Timothy, whom Paul calls his true child in faith, and whom he placed as overseer, or bishop of the first church at Ephesus, as all commentators agree, was the child of mixed parentage, his father being a Greek and his mother a Jewess. It is supposed that his father died in Timothy's childhood, as no mention is made of him. Timothy, then, was educated religiously by the teaching and the example of his mother and his grandmother. Paul expresses with fervent emotion his remembrance of his "beloved child," and of the unfeigned faith which is in him, and, "which dwelt first in thy grandmother Lois and thy mother Eunice."

After having instructed Timothy to exercise all the gentle virtues which are feminine and womanly, the Apostle in this acknowledgment that he was the child of a devout mother and grandmother, discloses a fact which places in no favorable light his strenuous opposition to woman's equality in the Church.

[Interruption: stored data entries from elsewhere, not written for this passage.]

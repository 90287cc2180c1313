//! Serial exchange with a freshly flashed device.
//!
//! The port API is blocking, so every call runs on tokio's blocking pool.

use std::io::{ErrorKind, Read, Write};
use std::time::{Duration, Instant};

use serialport::{ClearBuffer, SerialPort};
use tracing::{debug, instrument};

use cloudmouse_shared::{CloudMouseError, Result};

pub const BAUD_RATE: u32 = 115_200;
pub const INFO_START: &str = "DEVICE_INFO_START";
pub const INFO_END: &str = "DEVICE_INFO_END";
const INFO_REQUEST: &[u8] = b"get uuid\n";

/// Delays used while talking to the device.
#[derive(Debug, Clone, Copy)]
pub struct SerialTiming {
    /// After opening, before clearing buffers.
    pub open_settle: Duration,
    /// After sending the request, before reading.
    pub reply_wait: Duration,
    /// Total time allowed for the info block.
    pub read_window: Duration,
    /// Sleep between reads when nothing is waiting.
    pub poll: Duration,
}

impl Default for SerialTiming {
    fn default() -> Self {
        Self {
            open_settle: Duration::from_secs(2),
            reply_wait: Duration::from_secs(1),
            read_window: Duration::from_secs(5),
            poll: Duration::from_millis(100),
        }
    }
}

/// An open serial connection. Closed when dropped.
pub struct DeviceLink {
    port: Box<dyn SerialPort>,
    timing: SerialTiming,
}

impl DeviceLink {
    /// Open `path`, wait for the device to settle, then clear both buffers.
    #[instrument(skip(timing))]
    pub async fn open(path: &str, timing: SerialTiming) -> Result<Self> {
        let path = path.to_string();
        blocking(move || {
            let port = serialport::new(&path, BAUD_RATE)
                .timeout(timing.poll)
                .open()
                .map_err(|e| CloudMouseError::Serial(format!("cannot open {path}: {e}")))?;
            std::thread::sleep(timing.open_settle);
            port.clear(ClearBuffer::All)
                .map_err(|e| CloudMouseError::Serial(format!("cannot clear buffers: {e}")))?;
            debug!(port = %path, baud = BAUD_RATE, "serial connected");
            Ok(Self { port, timing })
        })
        .await
    }

    /// Send the info request and collect the lines between the sentinels.
    pub async fn request_info(self) -> Result<Vec<String>> {
        blocking(move || {
            let Self { mut port, timing } = self;
            port.write_all(INFO_REQUEST)
                .and_then(|()| port.flush())
                .map_err(|e| CloudMouseError::Serial(format!("cannot send request: {e}")))?;
            std::thread::sleep(timing.reply_wait);
            read_info_block(&mut port, timing.read_window, timing.poll)
        })
        .await
    }
}

async fn blocking<T, F>(f: F) -> Result<T>
where
    T: Send + 'static,
    F: FnOnce() -> Result<T> + Send + 'static,
{
    tokio::task::spawn_blocking(f)
        .await
        .map_err(|e| CloudMouseError::Serial(format!("serial task failed: {e}")))?
}

/// Read lines from `reader` until [`INFO_END`] or until `window` elapses.
///
/// Everything before the line containing [`INFO_START`] is discarded. An
/// end sentinel that never arrives is an error, whatever was captured.
pub fn read_info_block<R: Read + ?Sized>(reader: &mut R, window: Duration, poll: Duration) -> Result<Vec<String>> {
    let deadline = Instant::now() + window;
    let mut pending = Vec::new();
    let mut captured = Vec::new();
    let mut capturing = false;
    let mut chunk = [0u8; 256];

    while Instant::now() < deadline {
        let read = match reader.read(&mut chunk) {
            Ok(n) => n,
            Err(e) if matches!(e.kind(), ErrorKind::TimedOut | ErrorKind::WouldBlock) => 0,
            Err(e) => return Err(CloudMouseError::Serial(format!("read failed: {e}"))),
        };
        if read == 0 {
            std::thread::sleep(poll);
            continue;
        }
        pending.extend_from_slice(&chunk[..read]);

        while let Some(pos) = pending.iter().position(|&b| b == b'\n') {
            let raw: Vec<u8> = pending.drain(..=pos).collect();
            let line = String::from_utf8_lossy(&raw).trim().to_string();

            if line.contains(INFO_START) {
                capturing = true;
                continue;
            }
            if line.contains(INFO_END) {
                return Ok(captured);
            }
            if capturing && !line.is_empty() {
                captured.push(line);
            }
        }
    }

    Err(CloudMouseError::DeviceInfo(format!(
        "no {INFO_END} within {}s ({} lines captured)",
        window.as_secs_f32(),
        captured.len()
    )))
}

This mother and grandmother under whose teaching Timothy had become qualified to receive the important office of bishop, and whose faithfulness so endeared him to the Apostle, were required to keep silence in the Church equally with all other women whose evidence of faith were not so conclusive. There was no distinction. The ban was placed upon woman solely on the ground of sex.

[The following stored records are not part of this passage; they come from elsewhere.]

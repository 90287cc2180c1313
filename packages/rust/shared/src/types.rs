//! Domain types shared between the provisioning tool and the storage layer.

use serde::{Deserialize, Deserializer, Serialize};

/// Identity and hardware report sent by a freshly flashed device.
///
/// Firmware builds disagree on whether versions are numbers or strings, so
/// every field accepts both and is normalised to a string.
#[derive(Debug, Clone, PartialEq, Serialize, Deserialize)]
pub struct DeviceInfo {
    #[serde(deserialize_with = "string_or_number")]
    pub uuid: String,
    #[serde(deserialize_with = "string_or_number")]
    pub device_id: String,
    #[serde(deserialize_with = "string_or_number")]
    pub mac_address: String,
    #[serde(deserialize_with = "string_or_number")]
    pub pcb_version: String,
    #[serde(deserialize_with = "string_or_number")]
    pub firmware_version: String,
    #[serde(deserialize_with = "string_or_number")]
    pub chip_model: String,
    #[serde(deserialize_with = "string_or_number")]
    pub chip_revision: String,
    /// Any additional keys the firmware reports.
    #[serde(flatten)]
    pub extra: serde_json::Map<String, serde_json::Value>,
}

fn string_or_number<'de, D>(deserializer: D) -> std::result::Result<String, D::Error>
where
    D: Deserializer<'de>,
{
    use serde::de::Error;

    match serde_json::Value::deserialize(deserializer)? {
        serde_json::Value::String(s) => Ok(s),
        serde_json::Value::Number(n) => Ok(n.to_string()),
        serde_json::Value::Bool(b) => Ok(b.to_string()),
        other => Err(D::Error::custom(format!(
            "expected a string or number, got {other}"
        ))),
    }
}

The Church has only in this nineteenth century partially amended this record, by establishing the order of deaconesses for women who devote themselves to good works and to religious teaching. While in the liberal denominations the pulpit is accessible to woman, it is only in very recent years that in any evangelistic denomination it has been permissible for woman to "teach." The priesthood are as unwilling to-day as was Paul in the first century, that women shall be placed on an equality in offices of distinction. Perhaps this disposition comes of a dim, not fully evolved consciousness that, "when the present evolution of woman is complete, a new world will result; for woman is destined to rule the world. She is the centre and the fountain of its life," which the new man has recently announced from his pulpit.

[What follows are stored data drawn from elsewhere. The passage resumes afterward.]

impl CmsSession {
    pub(crate) fn new(tx: Transaction<'static, Any>, iso: &str) -> Self {
        Self {
            tx,
            iso: iso.to_string(),
        }
    }

    /// Language code all content rows are written for.
    pub fn iso(&self) -> &str {
        &self.iso
    }

    // -----------------------------------------------------------------------
    // Categories
    // -----------------------------------------------------------------------

    /// Id of the category named `name`, if present.
    pub async fn find_category(&mut self, name: &str) -> Result<Option<i64>> {
        sqlx::query_scalar::<_, i64>("SELECT id FROM categories WHERE name = ? ORDER BY id LIMIT 1")
            .bind(name)
            .fetch_optional(&mut *self.tx)
            .await
            .map_err(storage_err)
    }

    /// Find the category by (name, parent) or insert it at the end of its
    /// siblings.
    pub async fn upsert_category(&mut self, category: &NewCategory<'_>) -> Result<Upsert> {
        let existing = sqlx::query_scalar::<_, i64>(
            "SELECT id FROM categories WHERE name = ? AND parent_id = ? ORDER BY id LIMIT 1",
        )
        .bind(category.name)
        .bind(category.parent_id)
        .fetch_optional(&mut *self.tx)
        .await
        .map_err(storage_err)?;

        if let Some(id) = existing {
            return Ok(Upsert::Existing(id));
        }

        let ord = sqlx::query_scalar::<_, i64>(
            "SELECT COALESCE(MAX(ord), -1) + 1 FROM categories WHERE parent_id = ?",
        )
        .bind(category.parent_id)
        .fetch_one(&mut *self.tx)
        .await
        .map_err(storage_err)?;

        let result = sqlx::query(
            "INSERT INTO categories (name, module, template, published, parent_id, ord)
             VALUES (?, ?, ?, 1, ?, ?)",
        )
        .bind(category.name)
        .bind(category.module)
        .bind(category.template)
        .bind(category.parent_id)
        .bind(ord)
        .execute(&mut *self.tx)
        .await
        .map_err(storage_err)?;

        let id = inserted_id(&result, "categories")?;
        debug!(name = category.name, id, ord, "category created");
        Ok(Upsert::Created(id))
    }

    /// Insert or update the category content row for this session's language.
    pub async fn upsert_category_content(&mut self, content: &CategoryContent<'_>) -> Result<Upsert> {
        let existing = sqlx::query_scalar::<_, i64>(
            "SELECT id FROM category_contents WHERE category_id = ? AND iso = ?",
        )
        .bind(content.category_id)
        .bind(&self.iso)
        .fetch_optional(&mut *self.tx)
        .await
        .map_err(storage_err)?;

        if let Some(id) = existing {
            sqlx::query(
                "UPDATE category_contents
                 SET name = ?, description = ?, uri = ?, meta_title = ?, meta_descr = ?,
                     meta_key = ?, route_id = ?, active = 1
                 WHERE id = ?",
            )
            .bind(content.name)
            .bind(content.description)
            .bind(content.uri)
            .bind(content.meta_title)
            .bind(content.meta_descr)
            .bind(content.meta_key)
            .bind(content.route_id)
            .bind(id)
            .execute(&mut *self.tx)
            .await
            .map_err(storage_err)?;
            return Ok(Upsert::Existing(id));
        }

        let result = sqlx::query(
            "INSERT INTO category_contents
                 (iso, category_id, name, description, uri, meta_title, meta_descr, meta_key, route_id, active)
             VALUES (?, ?, ?, ?, ?, ?, ?, ?, ?, 1)",
        )
        .bind(&self.iso)
        .bind(content.category_id)
        .bind(content.name)
        .bind(content.description)
        .bind(content.uri)
        .bind(content.meta_title)
        .bind(content.meta_descr)
        .bind(content.meta_key)
        .bind(content.route_id)
        .execute(&mut *self.tx)
        .await
        .map_err(storage_err)?;

        Ok(Upsert::Created(inserted_id(&result, "category_contents")?))
    }

    /// Ordered `uri` segments from the top-level category down to
    /// `category_id`, read from stored content rows.
    ///
    /// Stops at the first ancestor without a content row, and after
    /// `MAX_CATEGORY_DEPTH` steps.
    pub async fn category_path_from_db(&mut self, category_id: i64) -> Result<Vec<String>> {
        let mut path = Vec::new();
        let mut current = Some(category_id);
        let mut depth = 0;

        while let Some(id) = current {
            if depth == MAX_CATEGORY_DEPTH {
                tracing::warn!(category_id, "category ancestry deeper than {MAX_CATEGORY_DEPTH}; truncating");
                break;
            }
            depth += 1;

            let row = sqlx::query_as::<_, (Option<String>, Option<i64>)>(
                "SELECT cc.uri, c.parent_id
                 FROM categories c
                 JOIN category_contents cc ON cc.category_id = c.id
                 WHERE c.id = ? AND cc.iso = ?",
            )
            .bind(id)
            .bind(&self.iso)
            .fetch_optional(&mut *self.tx)
            .await
            .map_err(storage_err)?;

            let Some((uri, parent_id)) = row else {
                break;
            };
            if let Some(uri) = uri.filter(|u| !u.is_empty()) {
                path.push(uri);
            }
            current = parent_id;
        }

        path.reverse();
        Ok(path)
    }

    // -----------------------------------------------------------------------
    // Routes
    // -----------------------------------------------------------------------

    /// Reuse the route for `slug`, or create one pointing at the entity.
    pub async fn ensure_route(&mut self, slug: &str, kind: RouteKind, entity_id: i64) -> Result<Upsert> {
        let existing = sqlx::query_scalar::<_, i64>("SELECT id FROM routes WHERE slug = ?")
            .bind(slug)
            .fetch_optional(&mut *self.tx)
            .await
            .map_err(storage_err)?;

        if let Some(id) = existing {
            debug!(slug, id, "route exists");
            return Ok(Upsert::Existing(id));
        }

        let route = kind.route_for(entity_id);
        let result = sqlx::query("INSERT INTO routes (slug, route) VALUES (?, ?)")
            .bind(slug)
            .bind(&route)
            .execute(&mut *self.tx)
            .await
            .map_err(storage_err)?;

        let id = inserted_id(&result, "routes")?;
        debug!(slug, route = %route, id, "route created");
        Ok(Upsert::Created(id))
    }

    // -----------------------------------------------------------------------
    // Pages
    // -----------------------------------------------------------------------

    /// Find the page by (name, category) or append it to the category.
    pub async fn upsert_page(&mut self, page: &NewPage<'_>) -> Result<Upsert> {
        let existing = sqlx::query_scalar::<_, i64>(
            "SELECT id FROM pages WHERE name = ? AND category_id = ? ORDER BY id LIMIT 1",
        )
        .bind(page.name)
        .bind(page.category_id)
        .fetch_optional(&mut *self.tx)
        .await
        .map_err(storage_err)?;

        if let Some(id) = existing {
            return Ok(Upsert::Existing(id));
        }

        let ord = sqlx::query_scalar::<_, i64>(
            "SELECT COALESCE(MAX(ord), -1) + 1 FROM pages WHERE category_id = ?",
        )
        .bind(page.category_id)
        .fetch_one(&mut *self.tx)
        .await
        .map_err(storage_err)?;

        let result = sqlx::query(
            "INSERT INTO pages (name, category_id, published, template, ord) VALUES (?, ?, 1, ?, ?)",
        )
        .bind(page.name)
        .bind(page.category_id)
        .bind(page.template)
        .bind(ord)
        .execute(&mut *self.tx)
        .await
        .map_err(storage_err)?;

        let id = inserted_id(&result, "pages")?;
        debug!(name = page.name, id, ord, "page created");
        Ok(Upsert::Created(id))
    }

    /// Insert or update the page content row for this session's language.
    pub async fn upsert_page_content(&mut self, content: &PageContent<'_>) -> Result<Upsert> {
        let existing = sqlx::query_scalar::<_, i64>(
            "SELECT id FROM page_contents WHERE page_id = ? AND iso = ?",
        )
        .bind(content.page_id)
        .bind(&self.iso)
        .fetch_optional(&mut *self.tx)
        .await
        .map_err(storage_err)?;

        if let Some(id) = existing {
            sqlx::query(
                "UPDATE page_contents
                 SET title = ?, content = ?, abstract = ?, uri = ?, meta_title = ?, meta_key = ?,
                     route_id = ?, active = 1
                 WHERE id = ?",
            )
            .bind(content.title)
            .bind(content.content)
            .bind(content.abstract_text)
            .bind(content.uri)
            .bind(content.meta_title)
            .bind(content.meta_key)
            .bind(content.route_id)
            .bind(id)
            .execute(&mut *self.tx)
            .await
            .map_err(storage_err)?;
            return Ok(Upsert::Existing(id));
        }

        let result = sqlx::query(
            "INSERT INTO page_contents
                 (iso, page_id, route_id, title, content, abstract, uri, meta_title, meta_key, active)
             VALUES (?, ?, ?, ?, ?, ?, ?, ?, ?, 1)",
        )
        .bind(&self.iso)
        .bind(content.page_id)
        .bind(content.route_id)
        .bind(content.title)
        .bind(content.content)
        .bind(content.abstract_text)
        .bind(content.uri)
        .bind(content.meta_title)
        .bind(content.meta_key)
        .execute(&mut *self.tx)
        .await
        .map_err(storage_err)?;

        Ok(Upsert::Created(inserted_id(&result, "page_contents")?))
    }

    // -----------------------------------------------------------------------
    // Link pass
    // -----------------------------------------------------------------------

    /// Page bodies in this language whose category sits directly under
    /// `parent_category_id`.
    pub async fn list_link_candidates(&mut self, parent_category_id: i64) -> Result<Vec<LinkCandidate>> {
        let rows = sqlx::query_as::<_, (i64, String, Option<String>)>(
            "SELECT pc.id, pc.uri, pc.content
             FROM page_contents pc
             JOIN pages p ON pc.page_id = p.id
             JOIN categories c ON p.category_id = c.id
             WHERE c.parent_id = ? AND pc.iso = ?
             ORDER BY pc.id",
        )
        .bind(parent_category_id)
        .bind(&self.iso)
        .fetch_all(&mut *self.tx)
        .await
        .map_err(storage_err)?;

        Ok(rows
            .into_iter()
            .map(|(content_id, uri, content)| LinkCandidate {
                content_id,
                uri,
                content: content.unwrap_or_default(),
            })
            .collect())
    }

    /// Replace a stored page body.
    pub async fn update_page_body(&mut self, content_id: i64, html: &str) -> Result<()> {
        sqlx::query("UPDATE page_contents SET content = ? WHERE id = ?")
            .bind(html)
            .bind(content_id)
            .execute(&mut *self.tx)
            .await
            .map_err(storage_err)?;
        Ok(())
    }

    // -----------------------------------------------------------------------
    // Transaction control
    // -----------------------------------------------------------------------

    pub async fn commit(self) -> Result<()> {
        self.tx.commit().await.map_err(storage_err)
    }

    pub async fn rollback(self) -> Result<()> {
        self.tx.rollback().await.map_err(storage_err)
    }
}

There is no prerogative more tenaciously held by the common man than that of rulership. There is no greater opposition to woman's equality in the State than there is in the Church, and this notwithstanding the fact that the Church and the pulpit are largely sustained by women. The Church is spiritually and actually a womanly institution, and this is recognized by the unvarying expression, "Mother Church." Yet man monopolizes all offices of distinction and of leadership, and receives the salaries for material support. As the inevitable result, spiritual life has become so languid as to be ineffectual, and an effort is being persistently pushed by a portion of the Evangelical Church, a portion, too, which most strenuously keeps its women silent, to fortify the Church by the power of civil government.

There is no suggestion in the teaching of Jesus, as recorded, of compelling individuals, authorities, or powers, to acknowledge God. The religion of Jesus is a voluntary acceptance of truth. "God is a spirit, and they who worship him must worship in spirit and in truth." There can be no compulsory life of the spirit, quickened by the source of life, light and love. The masculine idea of compelling a formal acknowledgment of God by the State is entirely unchristian.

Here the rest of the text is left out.